L’installation de compteurs individuels de chauffage
L’individualisation des frais de chauffage est en effet une obligation légale (loi relative à la transition énergétique du 17 août 2015, renforcée par la loi Elan) visant à réduire l’empreinte carbone du bâtiment et favoriser le pouvoir d’achat. Depuis fin octobre dernier, chaque résident doit désormais avoir un accès régulier à sa consommation individuelle d’énergie (chauffage mais aussi climatisation et eau chaude sanitaire) lorsque son logement se situe dans un immeuble équipé d’une installation centrale de chauffage.
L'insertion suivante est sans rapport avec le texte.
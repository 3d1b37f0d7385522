//! Persistent traversal paths with structural sharing.

use std::fmt;
use std::rc::Rc;

use gridwalk_core::Point;

/// One step of a traversal path: a point and the grid value found there.
///
/// `value` is `None` for a start point outside the grid or an absent cell.
pub struct Step<'g, T> {
    /// Where the step landed.
    pub point: Point,
    /// The grid value at `point`, borrowed from the grid.
    pub value: Option<&'g T>,
}

impl<T> Clone for Step<'_, T> {
    fn clone(&self) -> Self {
        *self
    }
}

impl<T> Copy for Step<'_, T> {}

impl<T: fmt::Debug> fmt::Debug for Step<'_, T> {
    fn fmt(&self, f: &mut fmt::Formatter<'_>) -> fmt::Result {
        f.debug_struct("Step")
            .field("point", &self.point)
            .field("value", &self.value)
            .finish()
    }
}

impl<T: PartialEq> PartialEq for Step<'_, T> {
    fn eq(&self, other: &Self) -> bool {
        self.point == other.point && self.value == other.value
    }
}

impl<T: Eq> Eq for Step<'_, T> {}

struct Node<'g, T> {
    step: Step<'g, T>,
    parent: Option<Rc<Node<'g, T>>>,
}

/// An immutable path of [`Step`]s from a traversal's start.
///
/// Extending a path shares the existing prefix instead of copying it, so
/// sibling branches of a traversal hold one common ancestry and cloning a
/// path is O(1). Lookups walk the chain from the newest step backwards:
/// [`last`](Self::last) is O(1), [`contains`](Self::contains) is O(len).
pub struct Path<'g, T> {
    head: Option<Rc<Node<'g, T>>>,
    len: usize,
}

impl<'g, T> Path<'g, T> {
    /// The empty path.
    pub fn new() -> Self {
        Self { head: None, len: 0 }
    }

    /// A new path equal to `self` followed by `step`. `self` is unchanged.
    pub fn push(&self, step: Step<'g, T>) -> Self {
        Self {
            head: Some(Rc::new(Node {
                step,
                parent: self.head.clone(),
            })),
            len: self.len + 1,
        }
    }

    /// Number of steps.
    pub fn len(&self) -> usize {
        self.len
    }

    /// Whether the path has no steps.
    pub fn is_empty(&self) -> bool {
        self.len == 0
    }

    /// The most recent step.
    pub fn last(&self) -> Option<&Step<'g, T>> {
        self.head.as_deref().map(|node| &node.step)
    }

    /// The first step.
    pub fn first(&self) -> Option<&Step<'g, T>> {
        self.iter_rev().last()
    }

    /// Whether any step landed on `point`.
    pub fn contains(&self, point: Point) -> bool {
        self.iter_rev().any(|step| step.point == point)
    }

    /// Iterate steps from the most recent back to the first.
    pub fn iter_rev(&self) -> IterRev<'_, 'g, T> {
        IterRev {
            next: self.head.as_deref(),
        }
    }

    /// The steps in travel order, first to most recent.
    pub fn to_vec(&self) -> Vec<Step<'g, T>> {
        let mut steps: Vec<Step<'g, T>> = self.iter_rev().copied().collect();
        steps.reverse();
        steps
    }

    /// The points in travel order, first to most recent.
    pub fn points(&self) -> Vec<Point> {
        let mut points: Vec<Point> = self.iter_rev().map(|step| step.point).collect();
        points.reverse();
        points
    }
}

impl<T> Default for Path<'_, T> {
    fn default() -> Self {
        Self::new()
    }
}

impl<T> Clone for Path<'_, T> {
    fn clone(&self) -> Self {
        Self {
            head: self.head.clone(),
            len: self.len,
        }
    }
}

impl<T: fmt::Debug> fmt::Debug for Path<'_, T> {
    fn fmt(&self, f: &mut fmt::Formatter<'_>) -> fmt::Result {
        f.debug_list().entries(self.to_vec()).finish()
    }
}

// Unlink iteratively: the default recursive drop overflows the stack on
// paths a few tens of thousands of steps long.
impl<T> Drop for Path<'_, T> {
    fn drop(&mut self) {
        let mut next = self.head.take();
        while let Some(node) = next {
            match Rc::try_unwrap(node) {
                Ok(mut node) => next = node.parent.take(),
                Err(_) => break,
            }
        }
    }
}

/// Iterator over a [`Path`] from newest to oldest step.
///
/// Created by [`Path::iter_rev`].
pub struct IterRev<'a, 'g, T> {
    next: Option<&'a Node<'g, T>>,
}

impl<'a, 'g, T> Iterator for IterRev<'a, 'g, T> {
    type Item = &'a Step<'g, T>;

    fn next(&mut self) -> Option<Self::Item> {
        let node = self.next?;
        self.next = node.parent.as_deref();
        Some(&node.step)
    }
}

#[cfg(test)]
mod tests {
    use super::*;

    fn step(row: i32, col: i32, value: &u8) -> Step<'_, u8> {
        Step {
            point: Point::new(row, col),
            value: Some(value),
        }
    }

    #[test]
    fn push_leaves_original_untouched() {
        let v = 7u8;
        let base = Path::new().push(step(0, 0, &v));
        let left = base.push(step(0, 1, &v));
        let right = base.push(step(1, 0, &v));
        assert_eq!(base.len(), 1);
        assert_eq!(left.points(), vec![Point::new(0, 0), Point::new(0, 1)]);
        assert_eq!(right.points(), vec![Point::new(0, 0), Point::new(1, 0)]);
        assert!(!left.contains(Point::new(1, 0)));
        assert!(right.contains(Point::new(1, 0)));
    }

    #[test]
    fn last_and_first() {
        let (a, b) = (1u8, 2u8);
        let path = Path::new().push(step(0, 0, &a)).push(step(0, 1, &b));
        assert_eq!(path.last().and_then(|s| s.value), Some(&2));
        assert_eq!(path.first().and_then(|s| s.value), Some(&1));
        assert!(Path::<u8>::new().last().is_none());
    }

    #[test]
    fn to_vec_is_in_travel_order() {
        let v = 0u8;
        let mut path = Path::new();
        for col in 0..5 {
            path = path.push(step(0, col, &v));
        }
        let cols: Vec<i32> = path.to_vec().iter().map(|s| s.point.col).collect();
        assert_eq!(cols, vec![0, 1, 2, 3, 4]);
        let rev: Vec<i32> = path.iter_rev().map(|s| s.point.col).collect();
        assert_eq!(rev, vec![4, 3, 2, 1, 0]);
    }

    #[test]
    fn dropping_a_very_long_path_does_not_overflow() {
        let v = 0u8;
        let mut path = Path::new();
        for i in 0..200_000 {
            path = path.push(step(i, 0, &v));
        }
        assert_eq!(path.len(), 200_000);
        drop(path);
    }

    #[test]
    fn dropping_a_branch_keeps_shared_prefix_alive() {
        let v = 0u8;
        let base = Path::new().push(step(0, 0, &v)).push(step(0, 1, &v));
        let branch = base.push(step(0, 2, &v));
        drop(branch);
        assert_eq!(base.len(), 2);
        assert_eq!(base.points(), vec![Point::new(0, 0), Point::new(0, 1)]);
    }
}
L’ensemble des appareils devaient être installés avant le 25 octobre 2020. En septembre 2011, la pose de compteurs individuels de chauffage sur chaque radiateur est donc votée en assemblée générale. « Il n’a pas été simple de convaincre tous les copropriétaires de l’intérêt de poser des RFC, constate Gilles Quignon. Mais lorsque les charges de chauffage deviennent individuelles et sont indexées sur la consommation réelle de chaque foyer, et que l’on constate que son voisin a une facture de chauffage moins élevée du fait de la pose d’un répartiteur par radiateur permettant d’affiner sa gestion de consommation d’énergie, on observe un changement de comportement de la part des résidents qui sont encouragés à faire attention. Dans ce chiffre, les RFC n’ont aucune action directe d’un point de vue technique, ils sont là pour dire aux gens « attention je compte ». Au début certaines personnes n’ont pas pris cette installation au sérieux. Ils ont vu leur facture de chauffage augmenter pendant que celle de leur voisin baissait et se sont empressés d’y réfléchir, c’est là qu’est « l’effet RFC ».
Le choix des appareils
« Le choix de la copropriété s’est porté sur des RFC, relate Benjamin Doris, responsable technique chez ista. Le compteur d’énergie thermique (CET) n’a pas été retenu pour des raisons de coût de travaux par logement car il fallait modifier l’installation des canalisations à l’intérieur des logements. Nous avons donc posé des RFC interrogeables à distance sur l’ensemble des radiateurs à l’exception de quelques sèche-serviettes biénergie. Nous avons également proposé à chaque résident la pose de robinets thermostatiques pour permettre à chacun de réguler la température dans chaque pièce et ainsi maîtriser sa consommation ». Sensibilisés sur le rôle de ces appareils, fabriqués et installés par l’entreprise ista, les occupants ont été particulièrement informés des éco gestes à adopter : fermer les robinets de radiateurs avant d’ouvrir les fenêtres, aérer par durées de 10/15 minutes, purger les radiateurs, fermer les volets pendant la nuit, baisser la température en cas d’absence prolongée, etc. « Une analyse par logement sur six années (2012 à 2017) a été communiquée à tous les copropriétaires sous forme de tableau. Chacun peut connaître son propre niveau de consommation sans voir celui des autres résidents afin de garder confidentielles ces données », précise Pascal Mazzega, dirigeant du cabinet Lecomte, gestionnaire de l’immeuble Château de Maurepas. « Avec les répartiteurs, souligne Benjamin Doris, on peut procéder à la télérelève des indices 1 fois par an. Il nous suffit ensuite de faire la répartition par appartement. On estime que sur le global, 70 % sont à répartir sur les comptes individuels et 30 % sont imputés aux charges communes, c’est le calcul imposé par la loi de Transition énergétique ». Dix ans plus tard, en 2021, certains RFC doivent être remplacés car ils sont garantis 10 ans, ce qui est fait par ista, au fur et à mesure sans surcoût pour le copropriétaire. Le remplacement et la pose sont gratuits et les appareils défectueux recyclés.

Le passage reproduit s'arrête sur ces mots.